First woman president in Honduras inspires hope for change



MERIDEN — The Central American nation of Honduras recently swore-in its first woman president after an historic election.

Xiomara Castro, sworn in on Jan. 27, campaigned on an anti-corruption agenda, also vowing to liberalize abortion laws and reduce poverty.

In November, The Freedom and Refoundation party (Libre) defeated Nasry Asfura, the capital’s mayor, and National Party candidate Juan Orlando Hernández, the outgoing president.

The self proclaimed democratic socialist won 51% of the votes and received the largest number of ballots in the country’s history, with 1.7 million votes, according to CNN. Castro, 62, is married to Manuel Zelaya, former elected Honduran president, who was ousted in 2009 by a military coup. 

Honduran stage

Castro’s promises for change have appealed to President Joe Biden. Vice president Kamala Harris attended the inauguration and congratulated Castro, according to CNN. 

The new president vowed to stifle systematic issues regarding poverty, corruption, violence, inequality and economic insecurity. She said she would legalize abortions in certain cases and cut the cost of living.

“Honduras is one of six countries in Latin America and the Caribbean that bans abortion under all circumstances, and it is the only country in the region to ban emergency contraception, also known as the morning-after pill,” Reuters reported. 

In 2016, the World Bank, – which connects global financial resources, knowledge, and solutions to the needs of developing countries –  noted Honduras had more than 66 percent of its population living in poverty. In 2019 before the impact of COVID-19, almost half of the population lived on less than $5.50 a day, giving the country the second-highest poverty rate in Latin America and the Caribbean after Haiti. 
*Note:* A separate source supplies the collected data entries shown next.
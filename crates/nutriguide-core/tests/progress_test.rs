//! Integration tests for progress logging through the controller.

use std::sync::Arc;

use nutriguide_core::controller::AppController;
use nutriguide_core::generate::Generator;
use nutriguide_core::progress::{HISTORY_LIMIT, ProgressLogger};
use nutriguide_store::{FileStore, KeyValueStore};
use nutriguide_store::slots::{HISTORY_KEY, Slots};
use nutriguide_test_utils::{MockGenerationService, memory_slots};

#[test]
fn eleven_entries_keep_the_latest_ten() {
    let (_, slots) = memory_slots();
    let mut logger = ProgressLogger::load(slots.clone()).unwrap();

    for day in 1..=11 {
        logger.form_mut().set_weight(format!("{}", 70 - day));
        logger
            .submit_on(format!("01/{day:02}/2025"))
            .unwrap()
            .expect("valid weight is recorded");
    }

    let history = logger.history();
    assert_eq!(history.len(), HISTORY_LIMIT);
    assert_eq!(history[0].date, "01/11/2025");
    assert_eq!(history[0].weight, 59.0);
    assert_eq!(history[9].date, "01/02/2025");

    let stored = slots.load_history().unwrap();
    assert_eq!(stored, history);
}

#[test]
fn empty_weight_leaves_history_unchanged() {
    let (store, slots) = memory_slots();
    let mut logger = ProgressLogger::load(slots).unwrap();
    logger.form_mut().set_weight("65");
    logger.submit_on("01/01/2025").unwrap();
    let before = logger.history().to_vec();

    logger.form_mut().set_weight("  ");
    assert_eq!(logger.submit_on("01/02/2025").unwrap(), None);
    logger.form_mut().set_weight("heavy");
    assert_eq!(logger.submit_on("01/02/2025").unwrap(), None);

    assert_eq!(logger.history(), before.as_slice());
    let raw = store.get(HISTORY_KEY).unwrap().unwrap();
    assert_eq!(raw.matches("\"date\"").count(), 1);
}

#[test]
fn history_survives_reopen_on_disk() {
    let dir = tempfile::tempdir().unwrap();
    {
        let slots = Slots::new(Arc::new(FileStore::open_dir(dir.path()).unwrap()));
        let mut controller =
            AppController::load(slots, Generator::new(Arc::new(MockGenerationService::empty())))
                .unwrap();
        let progress = controller.progress_mut();
        progress.form_mut().set_weight("61.2");
        progress.form_mut().set_mood(4);
        progress.form_mut().set_adherence(90);
        progress.submit_on("03/04/2025").unwrap();
    }

    let slots = Slots::new(Arc::new(FileStore::open_dir(dir.path()).unwrap()));
    let controller =
        AppController::load(slots, Generator::new(Arc::new(MockGenerationService::empty())))
            .unwrap();
    let history = controller.progress().history();
    assert_eq!(history.len(), 1);
    assert_eq!(history[0].weight, 61.2);
    assert_eq!(history[0].mood, 4);
    assert_eq!(history[0].adherence, 90);
}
In 2018, the World Bank identified high levels of violence in Honduras, including 38 homicides per 100,000 inhabitants. 

In addition, according to Female-rights, Honduran women living in rural areas faced disadvantages due to a patriarchal society. Women often do not finish school due to responsibilities at home.
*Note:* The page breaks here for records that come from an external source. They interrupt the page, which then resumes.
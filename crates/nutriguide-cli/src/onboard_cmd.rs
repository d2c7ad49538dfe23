//! `nutriguide onboard` command: collect a profile and generate the first
//! plan.
//!
//! With `--name` every answer comes from flags (unset ones take the form
//! defaults). Without it the four form steps are asked on stdin, skipping
//! any field already given as a flag.

use std::fmt::Display;
use std::io::{self, BufRead, Write};
use std::str::FromStr;

use anyhow::{Result, bail};
use tokio_util::sync::CancellationToken;

use nutriguide_core::controller::AppController;
use nutriguide_core::onboarding::{OnboardingForm, STEP_COUNT};
use nutriguide_core::views::first_name;
use nutriguide_store::models::{ActivityLevel, Gender, Goal, UserProfile};

use crate::config::NutriConfig;
use crate::generate_cmd;

#[derive(Debug, Default, Clone, clap::Args)]
pub struct OnboardArgs {
    /// Your name (skips the interactive questions)
    #[arg(long)]
    pub name: Option<String>,
    /// Age in years
    #[arg(long)]
    pub age: Option<u32>,
    /// male, female or other
    #[arg(long)]
    pub gender: Option<Gender>,
    /// Height in cm (100-250)
    #[arg(long)]
    pub height: Option<f64>,
    /// Weight in kg (30-200)
    #[arg(long)]
    pub weight: Option<f64>,
    /// sedentary, light, moderate, active or very_active
    #[arg(long)]
    pub activity: Option<ActivityLevel>,
    /// weight_loss, weight_gain, maintenance, better_skin or high_energy
    #[arg(long)]
    pub goal: Option<Goal>,
    /// Comma-separated allergies, e.g. "peanuts, shellfish"
    #[arg(long)]
    pub allergies: Option<String>,
    /// Free-text dietary preferences, e.g. "vegetarian"
    #[arg(long)]
    pub preferences: Option<String>,
}

fn apply_args(form: &mut OnboardingForm, args: &OnboardArgs) {
    if let Some(name) = &args.name {
        form.name = name.clone();
    }
    if let Some(age) = args.age {
        form.set_age(age);
    }
    if let Some(gender) = args.gender {
        form.gender = gender;
    }
    if let Some(height) = args.height {
        form.set_height(height);
    }
    if let Some(weight) = args.weight {
        form.set_weight(weight);
    }
    if let Some(activity) = args.activity {
        form.activity_level = activity;
    }
    if let Some(goal) = args.goal {
        form.goal = goal;
    }
    if let Some(allergies) = &args.allergies {
        form.allergies = allergies.clone();
    }
    if let Some(preferences) = &args.preferences {
        form.preferences = preferences.clone();
    }
}

fn choices<T: Display>(all: &[T]) -> String {
    all.iter().map(ToString::to_string).collect::<Vec<_>>().join("/")
}

// -----------------------------------------------------------------------
// Prompting
// -----------------------------------------------------------------------

struct Prompter<'a, R, W> {
    input: &'a mut R,
    out: &'a mut W,
}

impl<R: BufRead, W: Write> Prompter<'_, R, W> {
    fn ask(&mut self, label: &str, default: &str) -> Result<String> {
        if default.is_empty() {
            write!(self.out, "{label}: ")?;
        } else {
            write!(self.out, "{label} [{default}]: ")?;
        }
        self.out.flush()?;

        let mut line = String::new();
        if self.input.read_line(&mut line)? == 0 {
            bail!("input ended before onboarding finished");
        }
        let answer = line.trim();
        Ok(if answer.is_empty() {
            default.to_string()
        } else {
            answer.to_string()
        })
    }

    fn ask_parsed<T>(&mut self, label: &str, default: T) -> Result<T>
    where
        T: FromStr + Display,
        T::Err: Display,
    {
        loop {
            let raw = self.ask(label, &default.to_string())?;
            match raw.parse() {
                Ok(value) => return Ok(value),
                Err(e) => writeln!(self.out, "  {e}")?,
            }
        }
    }

    fn heading(&mut self, step: u8, title: &str) -> Result<()> {
        writeln!(self.out)?;
        writeln!(self.out, "Step {step}/{STEP_COUNT}: {title}")?;
        Ok(())
    }
}

/// Walk the form on `input`, asking only for fields `args` leaves unset.
pub fn collect_profile<R: BufRead, W: Write>(
    args: &OnboardArgs,
    input: &mut R,
    out: &mut W,
) -> Result<UserProfile> {
    let mut form = OnboardingForm::new();
    apply_args(&mut form, args);
    let mut p = Prompter { input, out };

    p.heading(form.step(), "about you")?;
    if args.name.is_none() {
        form.name = p.ask("Name", "")?;
    }
    if args.age.is_none() {
        let age = p.ask_parsed("Age", form.age())?;
        form.set_age(age);
    }
    if args.gender.is_none() {
        let label = format!("Gender ({})", choices(&Gender::ALL));
        form.gender = p.ask_parsed(&label, form.gender)?;
    }
    while let Err(e) = form.next_step() {
        writeln!(p.out, "  {e}")?;
        form.name = p.ask("Name", "")?;
    }

    p.heading(form.step(), "body")?;
    if args.height.is_none() {
        let height = p.ask_parsed("Height in cm", form.height())?;
        form.set_height(height);
    }
    if args.weight.is_none() {
        let weight = p.ask_parsed("Weight in kg", form.weight())?;
        form.set_weight(weight);
    }
    form.next_step()?;

    p.heading(form.step(), "goals")?;
    if args.goal.is_none() {
        let label = format!("Goal ({})", choices(&Goal::ALL));
        form.goal = p.ask_parsed(&label, form.goal)?;
    }
    if args.activity.is_none() {
        let label = format!("Activity ({})", choices(&ActivityLevel::ALL));
        form.activity_level = p.ask_parsed(&label, form.activity_level)?;
    }
    form.next_step()?;

    p.heading(form.step(), "diet")?;
    if args.preferences.is_none() {
        form.preferences = p.ask("Preferences", "")?;
    }
    if args.allergies.is_none() {
        form.allergies = p.ask("Allergies (comma-separated)", "")?;
    }

    Ok(form.finish()?)
}

/// Build the profile from flags alone.
pub fn profile_from_args(args: &OnboardArgs) -> Result<UserProfile> {
    let mut form = OnboardingForm::new();
    apply_args(&mut form, args);
    Ok(form.complete()?)
}

// -----------------------------------------------------------------------
// Command
// -----------------------------------------------------------------------

pub async fn run_onboard(
    config: &NutriConfig,
    args: OnboardArgs,
    cancel: &CancellationToken,
) -> Result<()> {
    let slots = config.slots()?;
    if slots.load_profile()?.is_some() {
        bail!("a profile already exists; run `nutriguide reset --yes` to start over");
    }
    let generator = config.generator()?;

    let profile = if args.name.is_some() {
        profile_from_args(&args)?
    } else {
        let stdin = io::stdin();
        let mut input = stdin.lock();
        collect_profile(&args, &mut input, &mut io::stdout())?
    };

    let mut controller = AppController::load(slots, generator)?;
    println!();
    println!("Thanks, {}! Generating your plan...", first_name(&profile.name));
    controller.complete_onboarding(profile, cancel).await?;
    generate_cmd::report(&controller)
}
Meriden’s Honduran resident

Meriden resident Jhennifer Aragon, born in Honduras, said she is proud the country has a female president. She would like her children to visit her homeland one day and feel proud.

“More than anything, I would like the corruption to end,” she said. “The prior government was very corrupt there is a lot of poverty and children cannot attend a school...The hope is for things to get better and for doors to open for the younger generation. I hope women get more opportunities now too.

“Corruption affects the entire town. Many people flee the country due to gangs,” Aragon added. “The previous government preferred to invest in arms for the military knowing the health and education are not good.”

Aragon said that housing is also a problem.